Objectives: To help students understand how and why water was and is used in First Nations ceremonies. Specific ceremonies that will be looked at are the women’s water ceremony, fasting, sweat lodge, and giving thanks.
For this lesson, it would be greatly beneficial for both the teacher and students to invite an Elder, Knowledge Keeper and/or Traditional Knowledge Keeper to visit the classroom.
Offer the Elder, Knowledge Keeper and/or Traditional Knowledge Keeper tobacco and explain with sincerity about what you want them to talk about when they come to your classroom to speak.
Keywords: Ceremony, Elder, Knowledge Keeper, Traditional Knowledge Keeper, Fasting
1. Start the lesson by using a KWL (what they know, what they want to know, and what they learned) chart. Place the chart at the front of the class – this can also be used as part of your assessment. Tell students that a ceremony is a formal religious or public event. Ceremonies can include speeches, actions done in specific ways, food, and water. Some examples of ceremonies are christening ceremonies, marriage ceremonies, renewal of vows ceremonies, coming-of-age ceremonies, graduation ceremonies, and awards ceremonies. Ask students whether they have attended or been part of any ceremonies. Ask students what they know about water in ceremonies (this does not only have to be First Nations ceremonies, there is water involved in baptism, Wudu, and many other ceremonies). Ask them to speak about their personal experiences in terms of water in ceremonies.
2. Next, students will discuss what they wish to know about the topic. Encourage students to state all of their questions.
3. Show the students the PowerPoint presentation titled “First Nations Use of Water in Ceremonies” in order for them to gain some background information.
4. If you are inviting an Elder, Knowledge Keeper and/or Traditional Knowledge Keeper into the classroom then remind the students about being respectful to classroom visitors.
Beforehand: Share information about what the students want to learn with the Elder, Knowledge Keeper and/or Traditional Knowledge Keeper who you have invited to the classroom or if you are not inviting an Elder, Knowledge Keeper and/or Traditional Knowledge Keeper to the classroom then research the answers to their questions.
Have the Elder, Knowledge Keeper and/or Traditional Knowledge Keeper answer the students’ questions or, if you are not inviting a special guest to the classroom, share what you learned by conducting research with the students in order to answer their questions.

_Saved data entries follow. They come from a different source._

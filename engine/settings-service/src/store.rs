//! Settings store trait and implementations

use crate::config::{SettingsServiceConfig, StoreKind};
use crate::error::{Result, SettingsServiceError};
use chrono::{DateTime, Utc};
use dashmap::DashMap;
use serde::{Deserialize, Serialize};
use std::fmt;
use std::path::{Path, PathBuf};
use std::sync::Arc;
use tokio::sync::Mutex;
use valuation_engine::Settings;

/// Which settings row a request reads or writes
#[derive(Debug, Clone, PartialEq, Eq, Hash, PartialOrd, Ord, Serialize, Deserialize)]
#[serde(rename_all = "snake_case")]
pub enum SettingsScope {
    /// The shared fallback row
    Default,
    /// A row owned by one franchise
    Franchise(String),
}

impl SettingsScope {
    /// Scope for an optional franchise id; blank ids mean the default row
    pub fn for_franchise(franchise_id: Option<&str>) -> Result<Self> {
        match franchise_id.map(str::trim) {
            None | Some("") => Ok(SettingsScope::Default),
            Some(id) => {
                if !id.chars().all(|c| c.is_ascii_alphanumeric() || c == '-' || c == '_') {
                    return Err(SettingsServiceError::invalid_scope(format!(
                        "franchise id '{}' may only contain letters, digits, '-' and '_'",
                        id
                    )));
                }
                Ok(SettingsScope::Franchise(id.to_string()))
            }
        }
    }

    pub fn is_default(&self) -> bool {
        matches!(self, SettingsScope::Default)
    }

    fn file_name(&self) -> String {
        match self {
            SettingsScope::Default => "default.json".to_string(),
            SettingsScope::Franchise(id) => format!("franchise-{}.json", id),
        }
    }

    fn from_file_name(name: &str) -> Option<Self> {
        let stem = name.strip_suffix(".json")?;
        if stem == "default" {
            return Some(SettingsScope::Default);
        }
        stem.strip_prefix("franchise-").map(|id| SettingsScope::Franchise(id.to_string()))
    }
}

impl fmt::Display for SettingsScope {
    fn fmt(&self, f: &mut fmt::Formatter<'_>) -> fmt::Result {
        match self {
            SettingsScope::Default => f.write_str("default"),
            SettingsScope::Franchise(id) => write!(f, "franchise:{}", id),
        }
    }
}

/// A stored settings row
#[derive(Debug, Clone, PartialEq, Serialize, Deserialize)]
pub struct SettingsRecord {
    pub scope: SettingsScope,
    pub settings: Settings,
    /// Incremented on every save of this scope, starting at 1
    pub revision: u64,
    pub updated_at: DateTime<Utc>,
}

impl SettingsRecord {
    fn next(scope: &SettingsScope, settings: Settings, previous: Option<&SettingsRecord>) -> Self {
        Self {
            scope: scope.clone(),
            settings,
            revision: previous.map_or(1, |p| p.revision + 1),
            updated_at: Utc::now(),
        }
    }
}

/// Persistence seam for settings rows
#[async_trait::async_trait]
pub trait SettingsStore: Send + Sync {
    /// Load the row for a scope, if one exists
    async fn load(&self, scope: &SettingsScope) -> Result<Option<SettingsRecord>>;

    /// Replace the row for a scope and return the stored record
    async fn save(&self, scope: &SettingsScope, settings: Settings) -> Result<SettingsRecord>;

    /// Every scope with a stored row
    async fn scopes(&self) -> Result<Vec<SettingsScope>>;

    /// Short name for logs
    fn name(&self) -> &'static str;
}

/// In-memory settings store
#[derive(Debug, Default)]
pub struct InMemorySettingsStore {
    rows: DashMap<SettingsScope, SettingsRecord>,
}

impl InMemorySettingsStore {
    pub fn new() -> Self {
        Self::default()
    }
}

#[async_trait::async_trait]
impl SettingsStore for InMemorySettingsStore {
    async fn load(&self, scope: &SettingsScope) -> Result<Option<SettingsRecord>> {
        Ok(self.rows.get(scope).map(|row| row.value().clone()))
    }

    async fn save(&self, scope: &SettingsScope, settings: Settings) -> Result<SettingsRecord> {
        let mut entry = self.rows.entry(scope.clone()).or_insert_with(|| SettingsRecord {
            scope: scope.clone(),
            settings: settings.clone(),
            revision: 0,
            updated_at: Utc::now(),
        });
        let record = SettingsRecord::next(scope, settings, Some(entry.value()));
        *entry = record.clone();
        Ok(record)
    }

    async fn scopes(&self) -> Result<Vec<SettingsScope>> {
        let mut scopes: Vec<SettingsScope> = self.rows.iter().map(|row| row.key().clone()).collect();
        scopes.sort();
        Ok(scopes)
    }

    fn name(&self) -> &'static str {
        "memory"
    }
}

/// Local file-based settings store, one JSON file per scope
#[derive(Debug)]
pub struct LocalSettingsStore {
    data_dir: PathBuf,
    write_lock: Mutex<()>,
}

impl LocalSettingsStore {
    /// Create the store, creating `data_dir` if needed
    pub async fn new(data_dir: impl Into<PathBuf>) -> Result<Self> {
        let data_dir = data_dir.into();
        tokio::fs::create_dir_all(&data_dir).await?;
        tracing::info!("Local settings store initialized at: {:?}", data_dir);
        Ok(Self { data_dir, write_lock: Mutex::new(()) })
    }

    pub fn data_dir(&self) -> &Path {
        &self.data_dir
    }

    fn path_for(&self, scope: &SettingsScope) -> PathBuf {
        self.data_dir.join(scope.file_name())
    }

    async fn read(&self, path: &Path) -> Result<Option<SettingsRecord>> {
        match tokio::fs::read(path).await {
            Ok(bytes) => Ok(Some(serde_json::from_slice(&bytes)?)),
            Err(e) if e.kind() == std::io::ErrorKind::NotFound => Ok(None),
            Err(e) => Err(e.into()),
        }
    }
}

#[async_trait::async_trait]
impl SettingsStore for LocalSettingsStore {
    async fn load(&self, scope: &SettingsScope) -> Result<Option<SettingsRecord>> {
        self.read(&self.path_for(scope)).await
    }

    async fn save(&self, scope: &SettingsScope, settings: Settings) -> Result<SettingsRecord> {
        let _guard = self.write_lock.lock().await;
        let path = self.path_for(scope);
        let previous = self.read(&path).await?;
        let record = SettingsRecord::next(scope, settings, previous.as_ref());

        // write then rename so readers never see a partial file
        let tmp = path.with_extension("json.tmp");
        tokio::fs::write(&tmp, serde_json::to_vec_pretty(&record)?).await?;
        tokio::fs::rename(&tmp, &path).await?;

        tracing::debug!(scope = %scope, revision = record.revision, "settings row written to {:?}", path);
        Ok(record)
    }

    async fn scopes(&self) -> Result<Vec<SettingsScope>> {
        let mut scopes = Vec::new();
        let mut entries = tokio::fs::read_dir(&self.data_dir).await?;
        while let Some(entry) = entries.next_entry().await? {
            if let Some(scope) = entry.file_name().to_str().and_then(SettingsScope::from_file_name) {
                scopes.push(scope);
            }
        }
        scopes.sort();
        Ok(scopes)
    }

    fn name(&self) -> &'static str {
        "local"
    }
}

/// Build the store a configuration asks for
pub async fn create_store(config: &SettingsServiceConfig) -> Result<Arc<dyn SettingsStore>> {
    config.validate()?;
    let store: Arc<dyn SettingsStore> = match config.store {
        StoreKind::Memory => Arc::new(InMemorySettingsStore::new()),
        StoreKind::Local => Arc::new(LocalSettingsStore::new(&config.data_dir).await?),
    };
    Ok(store)
}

Have students create a sticker/stickers by using their knowledge gained from the discussion to create positive messages (pictures and/or words) about what they learned.
Return to the KWL chart and assess what the students learned. This is an opportunity to gauge students’ learning to see if more instruction is needed (Did the special guest answer all of their questions? Did you answer all of their questions?).
Evaluation: Use KWL chart and look at the stickers that the students have made.